Stennis’ design had been so popular that Gov. Phil Bryant signed legislation in April 2019, allowing the flag to be featured on a specialty car tag.
Specialty tags come with an additional $33 fee, on top of the annual license plate renewal or purchase fees. Twenty-four dollars of every tag sold goes toward the Two Mississippi Museums.
Since its inception, 1,735 Hospitality Flag plates have been purchased or renewed, and $57,629 has been distributed to the museums, Manley said.
It is the 78 out of 329 active specialty tags in the state, in terms of sales.
“It certainly helps.
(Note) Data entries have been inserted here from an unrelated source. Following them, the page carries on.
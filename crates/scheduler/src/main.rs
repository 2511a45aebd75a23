//! llmq scheduler - Main Entry Point
//!
//! Loads the configuration, connects the inference backend and runs the
//! scheduler until interrupted.

use anyhow::Context;
use llmq_common::config::{BackendKind, ObservabilityConfig};
use llmq_common::{LlmqConfig, METRICS};
use llmq_scheduler::backend::ollama::OllamaBackend;
use llmq_scheduler::backend::scripted::ScriptedBackend;
use llmq_scheduler::{InferenceBackend, ResourceMonitor, Scheduler};
use std::path::{Path, PathBuf};
use std::sync::Arc;
use std::time::Duration;
use tokio::signal;
use tracing::{info, warn};
use tracing_subscriber::{layer::SubscriberExt, util::SubscriberInitExt, EnvFilter};

/// Footprint of the model installed in the scripted backend
const SCRIPTED_MODEL_BYTES: u64 = 4 * 1024 * 1024 * 1024;

#[tokio::main]
async fn main() -> anyhow::Result<()> {
    // Load configuration
    let config_path =
        std::env::var("LLMQ_CONFIG").unwrap_or_else(|_| "configs/llmq.yaml".to_string());

    let config = if Path::new(&config_path).exists() {
        LlmqConfig::from_file(&config_path)
    } else {
        LlmqConfig::from_env()
    }
    .with_context(|| format!("loading configuration ({})", config_path))?;

    init_logging(&config.observability);

    info!(
        "Configuration loaded: backend={:?}, max_concurrent_streams={}, inactivity_timeout={}s",
        config.backend.kind,
        config.scheduler.max_concurrent_streams,
        config.stream.inactivity_timeout_secs
    );

    let (backend, monitor) = build_backend(&config)?;
    let scheduler = Scheduler::new(&config, backend, monitor).context("building scheduler")?;
    scheduler.start().await;

    let metrics_handle = config
        .observability
        .metrics_textfile
        .clone()
        .filter(|_| config.observability.enable_metrics)
        .map(|path| {
            let every = Duration::from_secs(config.observability.metrics_interval_secs.max(1));
            tokio::spawn(write_metrics(path, every))
        });

    info!("llmq scheduler running");

    // Wait for shutdown signal
    signal::ctrl_c().await.context("waiting for shutdown signal")?;
    info!("Received shutdown signal");

    if let Some(handle) = metrics_handle {
        handle.abort();
    }
    scheduler.shutdown().await.context("shutting down scheduler")?;

    info!("llmq scheduler shutdown complete");
    Ok(())
}

fn init_logging(observability: &ObservabilityConfig) {
    let filter = EnvFilter::try_from_default_env()
        .unwrap_or_else(|_| format!("llmq_scheduler={0},llmq_common={0}", observability.log_level).into());

    let registry = tracing_subscriber::registry().with(filter);
    if observability.structured_logging {
        registry.with(tracing_subscriber::fmt::layer().json()).init();
    } else {
        registry.with(tracing_subscriber::fmt::layer()).init();
    }
}

fn build_backend(
    config: &LlmqConfig,
) -> anyhow::Result<(Arc<dyn InferenceBackend>, Arc<dyn ResourceMonitor>)> {
    match config.backend.kind {
        BackendKind::Ollama => {
            let backend = Arc::new(OllamaBackend::new(&config.backend)?);
            info!(base_url = %config.backend.base_url, "Using Ollama backend");
            let monitor: Arc<dyn ResourceMonitor> = backend.clone();
            let backend: Arc<dyn InferenceBackend> = backend;
            Ok((backend, monitor))
        }
        BackendKind::Scripted => {
            let model = config
                .models
                .preload
                .clone()
                .unwrap_or_else(|| "scripted".to_string());
            let backend = Arc::new(
                ScriptedBackend::new(config.backend.accelerator_memory_mb * 1024 * 1024)
                    .with_model(model.clone(), SCRIPTED_MODEL_BYTES),
            );
            warn!(model = %model, "Using scripted backend, no real inference is performed");
            let monitor: Arc<dyn ResourceMonitor> = backend.clone();
            let backend: Arc<dyn InferenceBackend> = backend;
            Ok((backend, monitor))
        }
    }
}

/// Periodically dump the metrics registry for a textfile collector
async fn write_metrics(path: PathBuf, every: Duration) {
    let mut ticker = tokio::time::interval(every);
    loop {
        ticker.tick().await;
        let tmp = path.with_extension("prom.tmp");
        let written = async {
            tokio::fs::write(&tmp, METRICS.gather()).await?;
            tokio::fs::rename(&tmp, &path).await
        };
        if let Err(e) = written.await {
            warn!(path = %path.display(), "Failed to write metrics: {}", e);
        }
    }
}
Every little bit helps,” said Joey Roberts, finance director for the Mississippi Department of Archives and History (MDAH).
The Two Mississippi Museums, which include the Mississippi Civil Rights Museum and Mississippi History Museum, fall under MDAH’s prevue.
“Obviously, it’s nice to have the proceeds from the tag sales. Without the revenue source, we’ll have to look at other revenue sources to cover the cost of maintenance,” Roberts said.
The revenue could be especially important this year, as the museums, like other entities in the state, deal with the fallout from the COVID-19 pandemic.
With the museums closed March 13 to July 7, ticket, gift shop and café revenues dried up, as did proceeds from facility rentals. Through mid-June, “we experienced about a $370,000 loss in revenue compared to the same months in 2019,” MDAH Director of Public Relations Michael Morris said. “The numbers are down.”
Since reopening, attendance figures have yet to bounce back to pre-outbreak numbers, in part, because of social distancing and building capacity rules still in place.
Meanwhile, the 2021 operating budget for the two museums is $1,469,598, about $150,000 less than the current fiscal year.
During the 2020 session, lawmakers retired the previous state standard and set up the Mississippi Commission to Redesign the State Flag. Nearly 3,000 proposals were submitted. The commission chose the winning design on September 2. It will be placed on the November 3 ballot for consideration. If a majority of voters approve it, the design will become the official state flag.
Stennis opted not to have her design considered by the commission, MDAH Director Katie Blount told the Clarion-Ledger.